» TASK TO COMPLETE:
Report all lines of the data below that hold the word "FixedClock".

» INPUT MATERIAL:
#[cfg(test)]
mod tests {
    use super::*;
    use bridge_traits::tag::EventKind;
    use chrono::{DateTime, TimeZone, Utc};
    use core_schema::{MeasurementConfig, TemperatureConfig};

    struct FixedClock(DateTime<Utc>);

    impl Clock for FixedClock {
        fn now(&self) -> DateTime<Utc> {
            self.0
        }
    }

    #[derive(Default)]
    struct RecordingSink {
        events: Mutex<Vec<TagEvent>>,
    }

    impl RecordingSink {
        fn kinds(&self) -> Vec<EventKind> {
            self.events.lock().iter().map(TagEvent::kind).collect()
        }
    }

    impl TagEventSink for RecordingSink {
        fn emit(&self, event: TagEvent) {
            self.events.lock().push(event);
        }
    }

    fn manual() -> SimulatedTagService {
        SimulatedTagService::new(SimulatorConfig::default().with_auto_events(false))
    }

    #[tokio::test]
    async fn test_default_config_and_readings() {
        let service = manual();
        service.open_session(Arc::new(RecordingSink::default())).await.unwrap();

        let config = service.read_config().await.unwrap();
        assert_eq!(config.measurement_config, MeasurementConfig::new(60, 0, 3600));
        assert_eq!(config.temperature_config, TemperatureConfig::new(-10.0, 50.0));

        let readings = service.pull_readings(10).await.unwrap();
        assert_eq!(
            readings,
            vec![
                SensorReading::temperature(1_620_000_000.0, 25.5),
                SensorReading::temperature(1_620_001_000.0, 25.6),
            ]
        );
    }

    #[tokio::test]
    async fn test_operations_require_session() {
        let service = manual();
        assert!(service.read_config().await.is_err());
        assert!(service.pull_readings(1).await.is_err());
        assert!(service.push_config(&TagConfiguration::default()).await.is_err());
        assert!(service.simulate_connect().is_err());
    }

    #[tokio::test]
    async fn test_unavailable_library_fails_open() {
        let service = manual();
        service.set_available(false);

        let err = service
            .open_session(Arc::new(RecordingSink::default()))
            .await
            .unwrap_err();
        assert!(matches!(err, BridgeError::NotAvailable(_)));
        assert!(!service.is_session_open());
    }

    #[tokio::test]
    async fn test_second_open_rejected() {
        let service = manual();
        service.open_session(Arc::new(RecordingSink::default())).await.unwrap();
        assert!(service
            .open_session(Arc::new(RecordingSink::default()))
            .await
            .is_err());
    }

    #[tokio::test]
    async fn test_push_config_is_stored() {
        let service = manual();
        service.open_session(Arc::new(RecordingSink::default())).await.unwrap();

        let config = TagConfiguration::new(
            MeasurementConfig::new(30, 5, 600),
            TemperatureConfig::new(2.0, 8.0),
        );
        assert!(service.push_config(&config).await.unwrap());
        assert_eq!(service.read_config().await.unwrap(), config);
        assert_eq!(service.stats().configs_written, 1);
    }

    #[tokio::test]
    async fn test_rejecting_tag_keeps_previous_config() {
        let service = SimulatedTagService::new(
            SimulatorConfig::default()
                .with_auto_events(false)
                .with_accept_configs(false),
        );
        service.open_session(Arc::new(RecordingSink::default())).await.unwrap();

        let config = TagConfiguration::new(
            MeasurementConfig::new(30, 5, 600),
            TemperatureConfig::new(2.0, 8.0),
        );
        assert!(!service.push_config(&config).await.unwrap());
        assert_eq!(service.stored_config(), TagConfiguration::default());
    }

    #[tokio::test]
    async fn test_pull_respects_limit_and_drain() {
        let service = SimulatedTagService::new(
            SimulatorConfig::default()
                .with_auto_events(false)
                .with_drain_readings(true),
        );
        service.open_session(Arc::new(RecordingSink::default())).await.unwrap();

        assert_eq!(service.pull_readings(1).await.unwrap().len(), 1);
        assert_eq!(service.buffered_readings(), 1);
        assert_eq!(service.pull_readings(5).await.unwrap().len(), 1);
        assert!(service.pull_readings(5).await.unwrap().is_empty());
    }

    #[tokio::test]
    async fn test_recorded_readings_use_clock() {
        let instant = Utc.timestamp_millis_opt(1_700_000_000_500).unwrap();
        let service = manual().with_clock(Arc::new(FixedClock(instant)));
        service.clear_readings();
        service.record_humidity(41.0);
        service.record_acceleration(0.0, 0.1, 9.8);
        service.record_event("shock", serde_json::json!({"amplitude": 3.2}));

        service.open_session(Arc::new(RecordingSink::default())).await.unwrap();
        let readings = service.pull_readings(10).await.unwrap();
        assert_eq!(readings.len(), 3);
        assert!(readings.iter().all(|r| r.timestamp() == 1_700_000_000.5));
    }

    #[tokio::test]
    async fn test_manual_presence_events() {
        let service = manual();
        let sink = Arc::new(RecordingSink::default());
        service.open_session(sink.clone()).await.unwrap();

        service.simulate_connect().unwrap();
        assert_eq!(service.connected_tag().unwrap().tag_id, "12345");
        service.simulate_disconnect().unwrap();
        assert!(service.connected_tag().is_none());

        assert_eq!(
            sink.kinds(),
            vec![EventKind::TagConnected, EventKind::TagDisconnected]
        );
    }

    #[tokio::test(start_paused = true)]
    async fn test_auto_events_follow_delays() {
        let service = SimulatedTagService::default();
        let sink = Arc::new(RecordingSink::default());
        service.open_session(sink.clone()).await.unwrap();

        tokio::time::sleep(Duration::from_millis(999)).await;
        assert!(sink.kinds().is_empty());

        tokio::time::sleep(Duration::from_millis(2)).await;
        assert_eq!(sink.kinds(), vec![EventKind::TagConnected]);
        match &sink.events.lock()[0] {
            TagEvent::Connected(info) => {
                assert!(info.can_measure_temperature);
                assert!(!info.can_measure_humidity);
                assert!(!info.can_measure_acceleration);
            }
            other => panic!("unexpected event {:?}", other),
        }

        tokio::time::sleep(Duration::from_millis(2000)).await;
        assert_eq!(
            sink.kinds(),
            vec![EventKind::TagConnected, EventKind::TagDisconnected]
        );
    }

    #[tokio::test(start_paused = true)]
    async fn test_close_cancels_auto_events() {
        let service = SimulatedTagService::default();
        let sink = Arc::new(RecordingSink::default());
        service.open_session(sink.clone()).await.unwrap();

        tokio::time::sleep(Duration::from_millis(500)).await;
        service.close_session().await.unwrap();
        tokio::time::sleep(Duration::from_secs(5)).await;

        assert!(sink.kinds().is_empty());
        assert_eq!(service.stats().sessions_closed, 1);
    }

    #[tokio::test]
    async fn test_close_without_session_is_noop() {
        let service = manual();
        service.close_session().await.unwrap();
        assert_eq!(service.stats().sessions_closed, 0);
    }
}
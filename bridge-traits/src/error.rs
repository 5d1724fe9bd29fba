use thiserror::Error;

#[derive(Error, Debug)]
pub enum BridgeError {
    #[error("Bridge capability not available: {0}")]
    NotAvailable(String),

    #[error("Bridge operation failed: {0}")]
    OperationFailed(String),

    #[error("No tag in range: {0}")]
    TagNotPresent(String),

    #[error("Tag communication failed: {0}")]
    Communication(String),

    #[error("IO error: {0}")]
    Io(#[from] std::io::Error),
}

pub type Result<T> = std::result::Result<T, BridgeError>;
//! Tag configuration models
//!
//! Settings written to a sensor tag by `setConfig` and read back by
//! `getConfig`. Each model carries a `validate()` predicate that reports the
//! first offending field; [`TagConfiguration::validate`] checks every present
//! part and prefixes the field path with the part's wire name.
//!
//! ```
//! use core_schema::config::{MeasurementConfig, TemperatureConfig, TagConfiguration};
//!
//! let config = TagConfiguration::new(
//!     MeasurementConfig::new(60, 0, 3600),
//!     TemperatureConfig::new(-10.0, 50.0),
//! );
//! assert!(config.validate().is_ok());
//!
//! let err = MeasurementConfig::new(60, 0, 30).validate().unwrap_err();
//! assert_eq!(err.field, "runningTime");
//! ```

use crate::error::{Result, ValidationError};
use serde::{Deserialize, Serialize};

// =============================================================================
// Measurement
// =============================================================================

/// Logging schedule of the tag, all values in whole seconds.
#[derive(Debug, Clone, Copy, PartialEq, Eq, Serialize, Deserialize)]
#[serde(rename_all = "camelCase")]
pub struct MeasurementConfig {
    /// Time between two samples. Must be greater than zero.
    pub interval: u32,
    /// Delay before the first sample is taken.
    pub start_delay: u32,
    /// Total logging duration. Must cover at least one interval.
    pub running_time: u32,
}

impl MeasurementConfig {
    pub fn new(interval: u32, start_delay: u32, running_time: u32) -> Self {
        Self {
            interval,
            start_delay,
            running_time,
        }
    }

    pub fn validate(&self) -> Result<()> {
        if self.interval == 0 {
            return Err(ValidationError::new(
                "interval",
                "must be greater than 0 seconds",
            ));
        }

        if self.running_time == 0 {
            return Err(ValidationError::new(
                "runningTime",
                "must be greater than 0 seconds",
            ));
        }

        if self.running_time < self.interval {
            return Err(ValidationError::new(
                "runningTime",
                format!(
                    "{}s is shorter than the measurement interval of {}s",
                    self.running_time, self.interval
                ),
            ));
        }

        Ok(())
    }

    pub fn is_valid(&self) -> bool {
        self.validate().is_ok()
    }

    /// Number of samples the schedule produces.
    pub fn expected_samples(&self) -> u32 {
        if self.interval == 0 {
            return 0;
        }
        self.running_time / self.interval
    }
}

// =============================================================================
// Valid ranges (temperature, humidity)
// =============================================================================

fn validate_range(minimum: f64, maximum: f64) -> Result<()> {
    if !minimum.is_finite() {
        return Err(ValidationError::new("validMinimum", "must be a finite number"));
    }

    if !maximum.is_finite() {
        return Err(ValidationError::new("validMaximum", "must be a finite number"));
    }

    if minimum >= maximum {
        return Err(ValidationError::new(
            "validMinimum",
            format!("{} must be lower than validMaximum {}", minimum, maximum),
        ));
    }

    Ok(())
}

/// Temperature window in degrees Celsius outside of which the tag flags a
/// sample.
#[derive(Debug, Clone, Copy, PartialEq, Serialize, Deserialize)]
#[serde(rename_all = "camelCase")]
pub struct TemperatureConfig {
    pub valid_minimum: f64,
    pub valid_maximum: f64,
}

impl TemperatureConfig {
    pub fn new(valid_minimum: f64, valid_maximum: f64) -> Self {
        Self {
            valid_minimum,
            valid_maximum,
        }
    }

    pub fn validate(&self) -> Result<()> {
        validate_range(self.valid_minimum, self.valid_maximum)
    }

    pub fn is_valid(&self) -> bool {
        self.validate().is_ok()
    }
}

/// Relative humidity window in percent.
#[derive(Debug, Clone, Copy, PartialEq, Serialize, Deserialize)]
#[serde(rename_all = "camelCase")]
pub struct HumidityConfig {
    pub valid_minimum: f64,
    pub valid_maximum: f64,
}

impl HumidityConfig {
    pub fn new(valid_minimum: f64, valid_maximum: f64) -> Self {
        Self {
            valid_minimum,
            valid_maximum,
        }
    }

    pub fn validate(&self) -> Result<()> {
        validate_range(self.valid_minimum, self.valid_maximum)
    }

    pub fn is_valid(&self) -> bool {
        self.validate().is_ok()
    }
}

// =============================================================================
// Accelerometer
// =============================================================================

fn ensure_threshold(field: &str, value: f64) -> Result<()> {
    if !value.is_finite() {
        return Err(ValidationError::new(field, "must be a finite number"));
    }
    if value < 0.0 {
        return Err(ValidationError::new(
            field,
            format!("{} must not be negative", value),
        ));
    }
    Ok(())
}

fn ensure_thresholds(group: &str, values: &[(&str, f64)]) -> Result<()> {
    for (field, value) in values {
        ensure_threshold(field, *value).map_err(|err| err.within(group))?;
    }
    Ok(())
}

#[derive(Debug, Clone, Copy, PartialEq, Default, Serialize, Deserialize)]
#[serde(rename_all = "camelCase")]
pub struct ShockThresholds {
    pub amplitude: f64,
    pub wait_time: f64,
    pub ringing_amplitude: f64,
    pub ringing_count: f64,
    pub ringing_duration: f64,
}

#[derive(Debug, Clone, Copy, PartialEq, Default, Serialize, Deserialize)]
#[serde(rename_all = "camelCase")]
pub struct ShakeThresholds {
    pub amplitude: f64,
    pub count: f64,
    pub duration: f64,
}

#[derive(Debug, Clone, Copy, PartialEq, Default, Serialize, Deserialize)]
#[serde(rename_all = "camelCase")]
pub struct VibrationThresholds {
    pub amplitude: f64,
    pub frequency: f64,
    pub duration: f64,
}

#[derive(Debug, Clone, Copy, PartialEq, Default, Serialize, Deserialize)]
#[serde(rename_all = "camelCase")]
pub struct TiltThresholds {
    pub wait_time: f64,
}

/// Motion detection thresholds, grouped by detector.
#[derive(Debug, Clone, Copy, PartialEq, Default, Serialize, Deserialize)]
#[serde(rename_all = "camelCase")]
pub struct AccelerometerConfig {
    pub shock: ShockThresholds,
    pub shake: ShakeThresholds,
    pub vibration: VibrationThresholds,
    pub tilt: TiltThresholds,
}

impl AccelerometerConfig {
    pub fn validate(&self) -> Result<()> {
        let shock = &self.shock;
        ensure_thresholds(
            "shock",
            &[
                ("amplitude", shock.amplitude),
                ("waitTime", shock.wait_time),
                ("ringingAmplitude", shock.ringing_amplitude),
                ("ringingCount", shock.ringing_count),
                ("ringingDuration", shock.ringing_duration),
            ],
        )?;

        let shake = &self.shake;
        ensure_thresholds(
            "shake",
            &[
                ("amplitude", shake.amplitude),
                ("count", shake.count),
                ("duration", shake.duration),
            ],
        )?;

        let vibration = &self.vibration;
        ensure_thresholds(
            "vibration",
            &[
                ("amplitude", vibration.amplitude),
                ("frequency", vibration.frequency),
                ("duration", vibration.duration),
            ],
        )?;

        ensure_thresholds("tilt", &[("waitTime", self.tilt.wait_time)])
    }

    pub fn is_valid(&self) -> bool {
        self.validate().is_ok()
    }
}

// =============================================================================
// Full configuration
// =============================================================================

/// Complete configuration set, as pushed by `setConfig` and returned by
/// `getConfig`. Optional parts are omitted from the serialized form when
/// absent.
#[derive(Debug, Clone, PartialEq, Serialize, Deserialize)]
#[serde(rename_all = "camelCase")]
pub struct TagConfiguration {
    pub measurement_config: MeasurementConfig,
    pub temperature_config: TemperatureConfig,
    #[serde(default, skip_serializing_if = "Option::is_none")]
    pub humidity_config: Option<HumidityConfig>,
    #[serde(default, skip_serializing_if = "Option::is_none")]
    pub accelerometer_config: Option<AccelerometerConfig>,
}

impl TagConfiguration {
    pub fn new(measurement_config: MeasurementConfig, temperature_config: TemperatureConfig) -> Self {
        Self {
            measurement_config,
            temperature_config,
            humidity_config: None,
            accelerometer_config: None,
        }
    }

    pub fn with_humidity(mut self, humidity_config: HumidityConfig) -> Self {
        self.humidity_config = Some(humidity_config);
        self
    }

    pub fn with_accelerometer(mut self, accelerometer_config: AccelerometerConfig) -> Self {
        self.accelerometer_config = Some(accelerometer_config);
        self
    }

    /// Validates every present part, reporting the first failure.
    pub fn validate(&self) -> Result<()> {
        self.measurement_config
            .validate()
            .map_err(|err| err.within("measurementConfig"))?;

        self.temperature_config
            .validate()
            .map_err(|err| err.within("temperatureConfig"))?;

        if let Some(humidity) = &self.humidity_config {
            humidity
                .validate()
                .map_err(|err| err.within("humidityConfig"))?;
        }

        if let Some(accelerometer) = &self.accelerometer_config {
            accelerometer
                .validate()
                .map_err(|err| err.within("accelerometerConfig"))?;
        }

        Ok(())
    }

    pub fn is_valid(&self) -> bool {
        self.validate().is_ok()
    }
}

impl Default for TagConfiguration {
    /// Factory settings reported by a tag that was never configured.
    fn default() -> Self {
        Self::new(
            MeasurementConfig::new(60, 0, 3600),
            TemperatureConfig::new(-10.0, 50.0),
        )
    }
}

#[cfg(test)]
mod tests {
    use super::*;

    #[test]
    fn test_measurement_config_valid() {
        let config = MeasurementConfig::new(60, 0, 3600);
        assert!(config.is_valid());
        assert_eq!(config.expected_samples(), 60);
    }

    #[test]
    fn test_measurement_running_time_shorter_than_interval() {
        let err = MeasurementConfig::new(60, 0, 30).validate().unwrap_err();
        assert_eq!(err.field, "runningTime");
        assert!(err.reason.contains("shorter"));
    }

    #[test]
    fn test_measurement_zero_interval() {
        let err = MeasurementConfig::new(0, 0, 3600).validate().unwrap_err();
        assert_eq!(err.field, "interval");
    }

    #[test]
    fn test_measurement_running_time_equal_to_interval() {
        assert!(MeasurementConfig::new(60, 10, 60).is_valid());
    }

    #[test]
    fn test_temperature_range() {
        assert!(TemperatureConfig::new(-10.0, 50.0).is_valid());
        assert!(!TemperatureConfig::new(50.0, 50.0).is_valid());
        assert!(!TemperatureConfig::new(60.0, -10.0).is_valid());

        let err = TemperatureConfig::new(f64::NAN, 10.0).validate().unwrap_err();
        assert_eq!(err.field, "validMinimum");

        let err = TemperatureConfig::new(0.0, f64::INFINITY)
            .validate()
            .unwrap_err();
        assert_eq!(err.field, "validMaximum");
    }

    #[test]
    fn test_accelerometer_negative_threshold() {
        let mut config = AccelerometerConfig::default();
        assert!(config.is_valid());

        config.vibration.frequency = -1.0;
        let err = config.validate().unwrap_err();
        assert_eq!(err.field, "vibration.frequency");
    }

    #[test]
    fn test_tag_configuration_field_paths() {
        let config = TagConfiguration::new(
            MeasurementConfig::new(60, 0, 30),
            TemperatureConfig::new(-10.0, 50.0),
        );
        let err = config.validate().unwrap_err();
        assert_eq!(err.field, "measurementConfig.runningTime");

        let mut accelerometer = AccelerometerConfig::default();
        accelerometer.tilt.wait_time = -5.0;
        let config = TagConfiguration::default()
            .with_humidity(HumidityConfig::new(20.0, 80.0))
            .with_accelerometer(accelerometer);
        let err = config.validate().unwrap_err();
        assert_eq!(err.field, "accelerometerConfig.tilt.waitTime");
        assert_eq!(
            err.to_string(),
            "Invalid accelerometerConfig.tilt.waitTime: -5 must not be negative"
        );
    }

    #[test]
    fn test_humidity_reported_under_its_prefix() {
        let config = TagConfiguration::default().with_humidity(HumidityConfig::new(80.0, 20.0));
        let err = config.validate().unwrap_err();
        assert_eq!(err.field, "humidityConfig.validMinimum");
    }

    #[test]
    fn test_wire_format() {
        let config = TagConfiguration::default();
        let json = serde_json::to_value(&config).unwrap();

        assert_eq!(json["measurementConfig"]["runningTime"], 3600);
        assert_eq!(json["measurementConfig"]["startDelay"], 0);
        assert_eq!(json["temperatureConfig"]["validMinimum"], -10.0);
        assert!(json.get("humidityConfig").is_none());
        assert!(json.get("accelerometerConfig").is_none());
    }

    #[test]
    fn test_deserialize_host_payload() {
        let payload = r#"{
            "measurementConfig": { "interval": 120, "startDelay": 30, "runningTime": 7200 },
            "temperatureConfig": { "validMinimum": 2.0, "validMaximum": 8.0 },
            "accelerometerConfig": {
                "shock": { "amplitude": 4.0, "waitTime": 1.0, "ringingAmplitude": 0.5, "ringingCount": 3, "ringingDuration": 10 },
                "shake": { "amplitude": 2.0, "count": 5, "duration": 100 },
                "vibration": { "amplitude": 1.0, "frequency": 50, "duration": 200 },
                "tilt": { "waitTime": 5 }
            }
        }"#;

        let config: TagConfiguration = serde_json::from_str(payload).unwrap();
        assert_eq!(config.measurement_config.interval, 120);
        assert!(config.humidity_config.is_none());
        let accelerometer = config.accelerometer_config.unwrap();
        assert_eq!(accelerometer.shock.ringing_count, 3.0);
        assert_eq!(accelerometer.tilt.wait_time, 5.0);
        assert!(config.is_valid());
    }
}
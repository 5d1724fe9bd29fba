//! Connected tag description

use serde::{Deserialize, Serialize};

/// Snapshot of a tag taken when it connects. Never updated afterwards; a
/// reconnect produces a fresh snapshot.
#[derive(Debug, Clone, PartialEq, Eq, Hash, Serialize, Deserialize)]
#[serde(rename_all = "camelCase")]
pub struct TagInfo {
    /// Opaque identifier reported by the hardware service.
    pub tag_id: String,
    pub can_measure_temperature: bool,
    pub can_measure_humidity: bool,
    pub can_measure_acceleration: bool,
}

impl TagInfo {
    /// A tag without any declared capability.
    pub fn new(tag_id: impl Into<String>) -> Self {
        Self {
            tag_id: tag_id.into(),
            can_measure_temperature: false,
            can_measure_humidity: false,
            can_measure_acceleration: false,
        }
    }

    pub fn with_temperature(mut self) -> Self {
        self.can_measure_temperature = true;
        self
    }

    pub fn with_humidity(mut self) -> Self {
        self.can_measure_humidity = true;
        self
    }

    pub fn with_acceleration(mut self) -> Self {
        self.can_measure_acceleration = true;
        self
    }
}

» ANSWER SPACE:
    struct FixedClock(DateTime<Utc>);
    impl Clock for FixedClock {
        let service = manual().with_clock(Arc::new(FixedClock(instant)));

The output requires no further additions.